━━━━━ RECORDS FOR PROCESSING ━━━━━

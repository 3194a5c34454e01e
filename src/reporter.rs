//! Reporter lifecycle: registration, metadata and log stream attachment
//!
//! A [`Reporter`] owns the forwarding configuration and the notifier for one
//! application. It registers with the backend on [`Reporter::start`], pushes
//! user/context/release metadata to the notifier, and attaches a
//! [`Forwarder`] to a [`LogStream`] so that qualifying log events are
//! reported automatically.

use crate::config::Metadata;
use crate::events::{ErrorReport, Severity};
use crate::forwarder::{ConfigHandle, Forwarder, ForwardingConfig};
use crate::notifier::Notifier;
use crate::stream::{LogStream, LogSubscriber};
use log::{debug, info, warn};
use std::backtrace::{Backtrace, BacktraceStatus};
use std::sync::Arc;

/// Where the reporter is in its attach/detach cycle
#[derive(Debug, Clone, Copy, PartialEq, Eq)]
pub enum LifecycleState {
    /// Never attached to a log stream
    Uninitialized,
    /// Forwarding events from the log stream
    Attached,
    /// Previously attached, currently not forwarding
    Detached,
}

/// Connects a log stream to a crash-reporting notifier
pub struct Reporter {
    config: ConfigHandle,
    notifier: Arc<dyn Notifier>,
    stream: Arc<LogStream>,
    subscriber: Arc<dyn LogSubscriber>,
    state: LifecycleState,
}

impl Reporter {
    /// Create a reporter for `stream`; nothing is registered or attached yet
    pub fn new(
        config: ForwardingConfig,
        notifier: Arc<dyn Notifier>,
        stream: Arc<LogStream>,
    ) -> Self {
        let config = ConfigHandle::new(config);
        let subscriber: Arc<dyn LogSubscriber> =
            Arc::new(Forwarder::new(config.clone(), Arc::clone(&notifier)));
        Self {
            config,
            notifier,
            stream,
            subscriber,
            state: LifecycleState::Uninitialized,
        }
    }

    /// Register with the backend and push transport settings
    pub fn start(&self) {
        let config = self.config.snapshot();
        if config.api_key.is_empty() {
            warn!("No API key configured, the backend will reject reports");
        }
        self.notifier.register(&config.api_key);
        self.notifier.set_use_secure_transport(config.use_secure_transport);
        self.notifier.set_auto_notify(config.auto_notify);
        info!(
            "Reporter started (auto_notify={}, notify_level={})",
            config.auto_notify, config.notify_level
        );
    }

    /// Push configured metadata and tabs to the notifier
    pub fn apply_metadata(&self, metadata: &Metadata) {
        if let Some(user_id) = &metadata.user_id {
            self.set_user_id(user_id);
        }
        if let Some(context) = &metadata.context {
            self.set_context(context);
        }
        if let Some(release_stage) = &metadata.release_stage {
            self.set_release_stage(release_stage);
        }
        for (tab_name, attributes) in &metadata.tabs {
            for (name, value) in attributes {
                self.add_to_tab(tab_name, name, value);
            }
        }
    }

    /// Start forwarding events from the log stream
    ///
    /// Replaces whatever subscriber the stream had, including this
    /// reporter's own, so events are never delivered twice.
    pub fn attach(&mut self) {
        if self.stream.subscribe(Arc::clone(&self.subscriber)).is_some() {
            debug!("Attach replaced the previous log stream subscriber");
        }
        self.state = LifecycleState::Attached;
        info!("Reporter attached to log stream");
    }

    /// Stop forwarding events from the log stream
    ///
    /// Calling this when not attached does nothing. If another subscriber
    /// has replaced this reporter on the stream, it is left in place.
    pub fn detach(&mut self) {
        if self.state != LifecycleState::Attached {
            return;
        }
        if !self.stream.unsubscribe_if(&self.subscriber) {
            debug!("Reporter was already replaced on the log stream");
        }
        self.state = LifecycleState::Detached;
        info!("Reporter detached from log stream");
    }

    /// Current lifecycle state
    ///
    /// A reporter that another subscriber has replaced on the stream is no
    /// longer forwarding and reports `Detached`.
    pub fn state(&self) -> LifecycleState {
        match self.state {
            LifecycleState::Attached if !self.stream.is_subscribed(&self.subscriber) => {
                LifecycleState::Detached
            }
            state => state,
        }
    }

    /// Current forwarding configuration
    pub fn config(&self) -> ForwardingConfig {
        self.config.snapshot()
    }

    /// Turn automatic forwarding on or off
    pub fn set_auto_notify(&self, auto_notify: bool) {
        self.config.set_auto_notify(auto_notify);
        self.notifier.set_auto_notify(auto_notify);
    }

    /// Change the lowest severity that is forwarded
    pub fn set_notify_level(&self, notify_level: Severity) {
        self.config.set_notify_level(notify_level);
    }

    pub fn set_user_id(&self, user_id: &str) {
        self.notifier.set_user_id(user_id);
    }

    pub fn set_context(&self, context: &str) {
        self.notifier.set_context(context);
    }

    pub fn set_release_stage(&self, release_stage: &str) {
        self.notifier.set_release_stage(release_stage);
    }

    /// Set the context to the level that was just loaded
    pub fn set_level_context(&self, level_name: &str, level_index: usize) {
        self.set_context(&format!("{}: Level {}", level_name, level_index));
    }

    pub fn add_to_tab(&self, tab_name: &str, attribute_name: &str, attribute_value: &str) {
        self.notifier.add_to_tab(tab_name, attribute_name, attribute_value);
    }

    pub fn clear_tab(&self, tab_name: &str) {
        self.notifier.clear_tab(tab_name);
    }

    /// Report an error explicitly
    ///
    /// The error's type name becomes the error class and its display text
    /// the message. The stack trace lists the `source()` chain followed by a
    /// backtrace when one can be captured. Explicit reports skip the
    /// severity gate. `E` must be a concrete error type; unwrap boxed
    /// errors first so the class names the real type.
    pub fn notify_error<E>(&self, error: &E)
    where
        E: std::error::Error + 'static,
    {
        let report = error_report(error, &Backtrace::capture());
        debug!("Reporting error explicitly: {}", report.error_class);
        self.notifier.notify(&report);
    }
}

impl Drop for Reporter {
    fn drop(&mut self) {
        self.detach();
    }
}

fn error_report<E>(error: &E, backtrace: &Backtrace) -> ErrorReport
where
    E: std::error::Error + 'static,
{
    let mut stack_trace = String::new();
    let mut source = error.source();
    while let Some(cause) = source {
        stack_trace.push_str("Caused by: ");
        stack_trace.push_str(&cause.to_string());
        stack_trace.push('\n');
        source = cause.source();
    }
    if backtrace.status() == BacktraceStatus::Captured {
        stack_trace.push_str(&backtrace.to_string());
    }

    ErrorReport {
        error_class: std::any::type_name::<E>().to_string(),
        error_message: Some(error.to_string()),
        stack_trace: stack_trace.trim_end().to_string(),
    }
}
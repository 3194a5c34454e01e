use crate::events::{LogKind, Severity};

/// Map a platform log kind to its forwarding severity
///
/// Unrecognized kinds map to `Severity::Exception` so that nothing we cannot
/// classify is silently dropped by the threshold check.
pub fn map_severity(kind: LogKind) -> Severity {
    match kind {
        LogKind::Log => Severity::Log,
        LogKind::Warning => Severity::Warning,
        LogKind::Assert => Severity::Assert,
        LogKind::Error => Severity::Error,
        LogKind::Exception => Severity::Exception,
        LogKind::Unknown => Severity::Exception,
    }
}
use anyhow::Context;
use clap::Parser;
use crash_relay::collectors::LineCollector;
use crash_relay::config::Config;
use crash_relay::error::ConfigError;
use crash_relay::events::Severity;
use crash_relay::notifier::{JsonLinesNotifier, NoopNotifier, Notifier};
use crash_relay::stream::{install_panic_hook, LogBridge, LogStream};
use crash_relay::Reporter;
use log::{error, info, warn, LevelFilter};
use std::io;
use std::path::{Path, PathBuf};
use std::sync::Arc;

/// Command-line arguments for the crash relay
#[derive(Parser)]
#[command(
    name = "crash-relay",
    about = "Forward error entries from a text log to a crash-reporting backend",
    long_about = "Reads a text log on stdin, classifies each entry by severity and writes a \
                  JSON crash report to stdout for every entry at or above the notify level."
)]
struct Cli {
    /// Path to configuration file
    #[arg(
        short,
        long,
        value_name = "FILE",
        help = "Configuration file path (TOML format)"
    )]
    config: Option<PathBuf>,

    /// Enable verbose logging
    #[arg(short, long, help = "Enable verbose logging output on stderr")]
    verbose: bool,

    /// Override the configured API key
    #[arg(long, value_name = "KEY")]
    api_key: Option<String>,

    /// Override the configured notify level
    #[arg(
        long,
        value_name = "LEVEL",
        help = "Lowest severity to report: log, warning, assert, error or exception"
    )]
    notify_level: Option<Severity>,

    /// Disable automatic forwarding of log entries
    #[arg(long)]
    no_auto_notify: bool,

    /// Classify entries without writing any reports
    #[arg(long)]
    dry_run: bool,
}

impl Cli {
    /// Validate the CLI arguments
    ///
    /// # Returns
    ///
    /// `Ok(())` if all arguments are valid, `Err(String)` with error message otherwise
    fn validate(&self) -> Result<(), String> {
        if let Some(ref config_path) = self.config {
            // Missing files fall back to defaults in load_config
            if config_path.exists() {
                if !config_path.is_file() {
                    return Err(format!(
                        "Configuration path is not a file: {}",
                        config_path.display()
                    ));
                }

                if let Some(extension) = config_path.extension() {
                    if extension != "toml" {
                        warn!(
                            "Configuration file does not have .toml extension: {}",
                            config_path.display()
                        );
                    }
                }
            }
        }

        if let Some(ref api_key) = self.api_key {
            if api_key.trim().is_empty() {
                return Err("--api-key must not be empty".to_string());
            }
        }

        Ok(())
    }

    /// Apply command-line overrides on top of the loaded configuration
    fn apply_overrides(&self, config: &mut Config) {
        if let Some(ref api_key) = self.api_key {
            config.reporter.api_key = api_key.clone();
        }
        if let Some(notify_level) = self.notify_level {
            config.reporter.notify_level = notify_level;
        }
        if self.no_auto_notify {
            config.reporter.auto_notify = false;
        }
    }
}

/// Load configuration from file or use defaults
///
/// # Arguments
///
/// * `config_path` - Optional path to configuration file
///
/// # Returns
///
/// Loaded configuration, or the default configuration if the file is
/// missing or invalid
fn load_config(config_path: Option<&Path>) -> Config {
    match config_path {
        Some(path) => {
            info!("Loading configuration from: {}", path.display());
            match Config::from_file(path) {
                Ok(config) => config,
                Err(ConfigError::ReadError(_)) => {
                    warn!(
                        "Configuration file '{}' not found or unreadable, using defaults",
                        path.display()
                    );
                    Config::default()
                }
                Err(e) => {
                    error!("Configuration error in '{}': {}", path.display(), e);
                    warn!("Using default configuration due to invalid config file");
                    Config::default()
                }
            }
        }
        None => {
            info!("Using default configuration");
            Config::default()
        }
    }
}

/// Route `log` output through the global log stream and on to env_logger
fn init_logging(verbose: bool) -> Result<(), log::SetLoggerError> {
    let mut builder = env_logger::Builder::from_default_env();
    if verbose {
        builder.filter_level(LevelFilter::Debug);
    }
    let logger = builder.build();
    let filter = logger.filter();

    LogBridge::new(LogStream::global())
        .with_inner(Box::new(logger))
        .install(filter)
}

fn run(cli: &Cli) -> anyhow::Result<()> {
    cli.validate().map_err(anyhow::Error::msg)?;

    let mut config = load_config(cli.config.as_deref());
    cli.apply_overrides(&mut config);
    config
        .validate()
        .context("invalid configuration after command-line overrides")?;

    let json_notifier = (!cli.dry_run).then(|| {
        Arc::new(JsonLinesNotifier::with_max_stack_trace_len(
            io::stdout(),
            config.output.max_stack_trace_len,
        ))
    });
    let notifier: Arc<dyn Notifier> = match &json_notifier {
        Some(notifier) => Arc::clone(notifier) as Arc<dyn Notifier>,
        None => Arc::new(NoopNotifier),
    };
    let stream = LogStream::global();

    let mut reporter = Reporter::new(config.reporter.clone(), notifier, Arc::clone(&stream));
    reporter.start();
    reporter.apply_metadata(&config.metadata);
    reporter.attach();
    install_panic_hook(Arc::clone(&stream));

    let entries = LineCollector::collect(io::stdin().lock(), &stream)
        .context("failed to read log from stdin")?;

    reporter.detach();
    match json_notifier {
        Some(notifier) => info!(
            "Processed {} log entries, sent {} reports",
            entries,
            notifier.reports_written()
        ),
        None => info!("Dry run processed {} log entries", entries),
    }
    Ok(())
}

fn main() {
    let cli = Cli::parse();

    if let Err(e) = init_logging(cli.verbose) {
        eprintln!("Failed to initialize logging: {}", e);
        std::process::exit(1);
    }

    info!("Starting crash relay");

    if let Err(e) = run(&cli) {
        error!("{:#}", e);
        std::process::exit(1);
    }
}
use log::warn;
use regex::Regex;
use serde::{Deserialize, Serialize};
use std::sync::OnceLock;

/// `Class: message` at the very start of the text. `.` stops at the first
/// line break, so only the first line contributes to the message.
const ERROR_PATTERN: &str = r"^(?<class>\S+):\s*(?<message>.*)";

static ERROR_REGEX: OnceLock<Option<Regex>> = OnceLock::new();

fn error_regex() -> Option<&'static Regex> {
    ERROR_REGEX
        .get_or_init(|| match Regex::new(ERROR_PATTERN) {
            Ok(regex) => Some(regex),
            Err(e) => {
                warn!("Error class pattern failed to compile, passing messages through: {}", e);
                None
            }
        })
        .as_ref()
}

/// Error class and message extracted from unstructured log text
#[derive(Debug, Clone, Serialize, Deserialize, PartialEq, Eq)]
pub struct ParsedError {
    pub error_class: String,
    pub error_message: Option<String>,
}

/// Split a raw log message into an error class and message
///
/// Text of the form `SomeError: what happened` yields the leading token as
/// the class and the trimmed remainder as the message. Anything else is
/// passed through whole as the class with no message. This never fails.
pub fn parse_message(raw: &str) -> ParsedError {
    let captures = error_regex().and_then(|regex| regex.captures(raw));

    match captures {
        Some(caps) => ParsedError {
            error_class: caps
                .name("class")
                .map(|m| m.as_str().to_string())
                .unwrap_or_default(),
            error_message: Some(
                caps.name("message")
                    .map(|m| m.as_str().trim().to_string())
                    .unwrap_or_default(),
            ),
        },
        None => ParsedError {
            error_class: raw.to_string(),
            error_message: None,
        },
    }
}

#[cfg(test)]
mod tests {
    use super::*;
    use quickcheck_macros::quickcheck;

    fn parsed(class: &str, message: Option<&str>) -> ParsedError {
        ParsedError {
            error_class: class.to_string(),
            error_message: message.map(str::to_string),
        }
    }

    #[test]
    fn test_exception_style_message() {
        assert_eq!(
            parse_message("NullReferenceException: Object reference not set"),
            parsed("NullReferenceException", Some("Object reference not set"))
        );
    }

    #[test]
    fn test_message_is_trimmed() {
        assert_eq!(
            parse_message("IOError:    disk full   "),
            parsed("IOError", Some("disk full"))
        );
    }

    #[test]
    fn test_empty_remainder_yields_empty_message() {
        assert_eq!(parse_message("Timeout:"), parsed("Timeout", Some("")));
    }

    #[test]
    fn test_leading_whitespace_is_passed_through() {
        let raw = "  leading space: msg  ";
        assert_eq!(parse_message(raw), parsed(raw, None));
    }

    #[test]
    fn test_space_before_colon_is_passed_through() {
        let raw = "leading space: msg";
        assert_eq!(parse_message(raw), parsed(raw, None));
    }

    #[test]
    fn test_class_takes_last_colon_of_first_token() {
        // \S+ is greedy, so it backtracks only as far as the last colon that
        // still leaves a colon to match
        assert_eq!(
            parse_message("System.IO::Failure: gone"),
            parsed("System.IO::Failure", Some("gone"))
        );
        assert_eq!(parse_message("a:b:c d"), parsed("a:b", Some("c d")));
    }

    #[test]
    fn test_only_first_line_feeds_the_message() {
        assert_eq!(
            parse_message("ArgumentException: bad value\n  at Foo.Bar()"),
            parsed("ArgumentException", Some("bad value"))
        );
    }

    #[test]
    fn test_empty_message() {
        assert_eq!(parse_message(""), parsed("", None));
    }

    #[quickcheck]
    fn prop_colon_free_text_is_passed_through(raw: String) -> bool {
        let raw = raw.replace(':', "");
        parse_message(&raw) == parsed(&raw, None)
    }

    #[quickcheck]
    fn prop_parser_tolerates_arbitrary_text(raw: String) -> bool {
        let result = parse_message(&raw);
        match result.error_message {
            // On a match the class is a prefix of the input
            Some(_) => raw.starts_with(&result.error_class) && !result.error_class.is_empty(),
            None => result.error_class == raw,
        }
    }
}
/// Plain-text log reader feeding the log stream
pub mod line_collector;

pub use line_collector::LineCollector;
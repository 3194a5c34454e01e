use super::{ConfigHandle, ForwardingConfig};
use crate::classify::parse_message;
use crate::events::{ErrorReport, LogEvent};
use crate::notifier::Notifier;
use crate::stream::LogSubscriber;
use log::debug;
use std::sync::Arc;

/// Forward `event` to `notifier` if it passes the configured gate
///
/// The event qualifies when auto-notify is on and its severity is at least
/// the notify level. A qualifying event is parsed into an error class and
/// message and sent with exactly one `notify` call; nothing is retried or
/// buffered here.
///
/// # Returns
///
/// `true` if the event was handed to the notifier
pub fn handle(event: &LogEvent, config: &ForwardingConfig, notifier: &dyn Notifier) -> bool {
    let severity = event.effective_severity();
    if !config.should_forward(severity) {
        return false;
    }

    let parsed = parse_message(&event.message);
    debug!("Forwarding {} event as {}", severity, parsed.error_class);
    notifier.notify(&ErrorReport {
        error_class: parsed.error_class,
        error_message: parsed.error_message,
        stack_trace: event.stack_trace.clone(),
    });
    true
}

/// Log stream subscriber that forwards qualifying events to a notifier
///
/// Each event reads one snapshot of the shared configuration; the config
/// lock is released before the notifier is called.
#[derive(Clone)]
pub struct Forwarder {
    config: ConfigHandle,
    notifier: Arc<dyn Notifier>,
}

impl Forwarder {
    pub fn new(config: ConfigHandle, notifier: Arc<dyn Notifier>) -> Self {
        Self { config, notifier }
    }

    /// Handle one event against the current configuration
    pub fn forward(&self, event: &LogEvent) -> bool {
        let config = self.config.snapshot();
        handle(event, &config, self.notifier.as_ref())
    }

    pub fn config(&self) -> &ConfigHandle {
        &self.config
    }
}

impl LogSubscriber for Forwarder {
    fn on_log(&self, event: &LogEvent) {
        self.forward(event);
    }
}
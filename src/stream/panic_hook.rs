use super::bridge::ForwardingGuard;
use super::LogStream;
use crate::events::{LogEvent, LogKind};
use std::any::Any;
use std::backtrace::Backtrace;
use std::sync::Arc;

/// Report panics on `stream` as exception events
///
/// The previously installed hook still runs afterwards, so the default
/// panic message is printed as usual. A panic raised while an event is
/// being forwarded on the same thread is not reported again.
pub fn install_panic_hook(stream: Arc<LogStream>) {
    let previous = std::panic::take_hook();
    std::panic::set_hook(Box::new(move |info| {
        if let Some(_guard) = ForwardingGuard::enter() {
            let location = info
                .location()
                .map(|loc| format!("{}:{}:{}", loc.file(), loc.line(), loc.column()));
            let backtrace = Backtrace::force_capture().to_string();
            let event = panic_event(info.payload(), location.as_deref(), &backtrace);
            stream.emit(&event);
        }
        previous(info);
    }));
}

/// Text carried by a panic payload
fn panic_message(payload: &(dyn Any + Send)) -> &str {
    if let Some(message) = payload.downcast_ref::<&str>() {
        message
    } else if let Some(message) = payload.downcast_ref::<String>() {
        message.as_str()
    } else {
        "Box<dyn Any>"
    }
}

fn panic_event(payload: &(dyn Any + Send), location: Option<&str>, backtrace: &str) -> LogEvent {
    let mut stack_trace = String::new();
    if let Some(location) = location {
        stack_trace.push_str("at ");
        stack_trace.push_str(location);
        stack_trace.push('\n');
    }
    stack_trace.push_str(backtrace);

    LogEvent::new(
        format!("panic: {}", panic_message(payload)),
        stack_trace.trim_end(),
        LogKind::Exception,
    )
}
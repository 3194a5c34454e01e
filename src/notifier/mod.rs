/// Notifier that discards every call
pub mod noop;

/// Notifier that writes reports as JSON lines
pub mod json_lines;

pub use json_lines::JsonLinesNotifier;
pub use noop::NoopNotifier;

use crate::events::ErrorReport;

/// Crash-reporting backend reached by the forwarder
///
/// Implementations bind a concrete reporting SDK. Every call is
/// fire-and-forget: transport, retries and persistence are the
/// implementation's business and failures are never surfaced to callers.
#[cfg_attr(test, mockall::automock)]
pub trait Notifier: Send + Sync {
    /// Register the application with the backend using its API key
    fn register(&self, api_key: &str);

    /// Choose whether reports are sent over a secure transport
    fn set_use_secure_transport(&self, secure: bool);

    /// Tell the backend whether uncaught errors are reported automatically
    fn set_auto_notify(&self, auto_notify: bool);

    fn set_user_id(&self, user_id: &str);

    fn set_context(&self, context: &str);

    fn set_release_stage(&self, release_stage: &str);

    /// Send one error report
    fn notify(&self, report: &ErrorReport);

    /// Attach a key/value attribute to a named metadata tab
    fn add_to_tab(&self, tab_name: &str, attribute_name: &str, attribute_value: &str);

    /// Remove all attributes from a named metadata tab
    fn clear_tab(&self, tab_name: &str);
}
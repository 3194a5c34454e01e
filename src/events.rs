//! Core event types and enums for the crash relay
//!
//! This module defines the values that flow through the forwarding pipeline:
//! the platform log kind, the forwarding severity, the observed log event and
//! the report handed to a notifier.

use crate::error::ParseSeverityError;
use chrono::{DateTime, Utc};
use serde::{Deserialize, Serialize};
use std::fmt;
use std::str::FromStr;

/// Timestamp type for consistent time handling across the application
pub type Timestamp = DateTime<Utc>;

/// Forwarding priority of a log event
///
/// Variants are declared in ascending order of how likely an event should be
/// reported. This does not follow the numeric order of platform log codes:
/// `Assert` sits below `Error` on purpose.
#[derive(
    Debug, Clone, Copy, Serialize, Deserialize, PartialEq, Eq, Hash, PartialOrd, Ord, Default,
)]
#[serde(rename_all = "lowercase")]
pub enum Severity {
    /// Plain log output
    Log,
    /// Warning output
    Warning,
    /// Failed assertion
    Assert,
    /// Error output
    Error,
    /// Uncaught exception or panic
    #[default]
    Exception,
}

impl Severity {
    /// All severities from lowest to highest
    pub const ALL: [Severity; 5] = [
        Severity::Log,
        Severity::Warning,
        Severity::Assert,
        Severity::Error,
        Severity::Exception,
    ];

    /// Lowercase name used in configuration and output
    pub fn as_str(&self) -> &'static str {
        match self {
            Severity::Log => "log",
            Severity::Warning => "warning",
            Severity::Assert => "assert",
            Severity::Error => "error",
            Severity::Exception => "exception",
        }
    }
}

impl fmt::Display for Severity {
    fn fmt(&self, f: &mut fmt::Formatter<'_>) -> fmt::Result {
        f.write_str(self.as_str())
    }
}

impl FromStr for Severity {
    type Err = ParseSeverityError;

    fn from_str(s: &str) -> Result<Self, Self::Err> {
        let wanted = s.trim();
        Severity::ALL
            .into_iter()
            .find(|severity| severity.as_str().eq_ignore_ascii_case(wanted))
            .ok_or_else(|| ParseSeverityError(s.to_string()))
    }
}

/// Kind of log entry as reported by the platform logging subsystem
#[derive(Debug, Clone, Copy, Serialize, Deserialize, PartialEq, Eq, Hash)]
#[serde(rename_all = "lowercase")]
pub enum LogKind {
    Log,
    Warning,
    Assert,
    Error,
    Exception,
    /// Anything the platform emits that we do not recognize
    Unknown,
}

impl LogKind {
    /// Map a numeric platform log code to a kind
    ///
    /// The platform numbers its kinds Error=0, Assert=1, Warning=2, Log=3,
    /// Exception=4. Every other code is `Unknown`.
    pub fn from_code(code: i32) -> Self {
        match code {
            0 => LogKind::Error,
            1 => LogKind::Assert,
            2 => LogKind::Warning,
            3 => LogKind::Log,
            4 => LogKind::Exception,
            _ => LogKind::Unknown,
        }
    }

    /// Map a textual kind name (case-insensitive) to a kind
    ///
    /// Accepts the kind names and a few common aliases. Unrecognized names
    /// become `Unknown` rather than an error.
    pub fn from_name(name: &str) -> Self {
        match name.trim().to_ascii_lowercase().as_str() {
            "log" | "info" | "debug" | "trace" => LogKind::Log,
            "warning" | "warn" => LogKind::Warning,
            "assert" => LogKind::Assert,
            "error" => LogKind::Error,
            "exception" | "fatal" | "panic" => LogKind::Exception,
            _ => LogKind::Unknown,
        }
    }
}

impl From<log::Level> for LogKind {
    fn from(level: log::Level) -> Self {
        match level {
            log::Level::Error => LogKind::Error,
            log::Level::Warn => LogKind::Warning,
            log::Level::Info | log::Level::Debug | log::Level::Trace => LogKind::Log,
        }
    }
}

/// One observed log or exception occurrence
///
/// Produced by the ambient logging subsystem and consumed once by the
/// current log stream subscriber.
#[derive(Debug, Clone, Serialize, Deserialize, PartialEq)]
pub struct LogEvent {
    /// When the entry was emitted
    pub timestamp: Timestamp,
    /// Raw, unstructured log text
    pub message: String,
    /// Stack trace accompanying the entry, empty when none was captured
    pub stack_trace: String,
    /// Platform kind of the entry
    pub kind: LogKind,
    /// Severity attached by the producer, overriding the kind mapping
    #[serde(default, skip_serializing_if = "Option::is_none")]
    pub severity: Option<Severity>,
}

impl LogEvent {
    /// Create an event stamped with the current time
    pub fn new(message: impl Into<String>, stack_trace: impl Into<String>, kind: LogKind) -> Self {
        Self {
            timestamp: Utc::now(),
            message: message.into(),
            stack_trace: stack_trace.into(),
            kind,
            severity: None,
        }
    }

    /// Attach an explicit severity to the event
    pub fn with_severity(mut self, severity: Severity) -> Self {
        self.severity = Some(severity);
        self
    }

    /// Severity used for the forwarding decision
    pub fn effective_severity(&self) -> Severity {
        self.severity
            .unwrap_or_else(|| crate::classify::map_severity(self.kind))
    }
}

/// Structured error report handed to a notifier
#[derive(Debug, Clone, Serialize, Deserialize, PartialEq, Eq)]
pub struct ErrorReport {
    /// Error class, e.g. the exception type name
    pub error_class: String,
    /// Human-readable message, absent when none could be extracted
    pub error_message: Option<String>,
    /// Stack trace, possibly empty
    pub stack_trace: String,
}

━━━━━

» **TASK REQUIREMENTS**
The lines you return should be those above that contain the word "application", every one of them.

» **TASK RESPONSE**
//! application. It registers with the backend on [`Reporter::start`], pushes
    /// Register the application with the backend using its API key
/// Timestamp type for consistent time handling across the application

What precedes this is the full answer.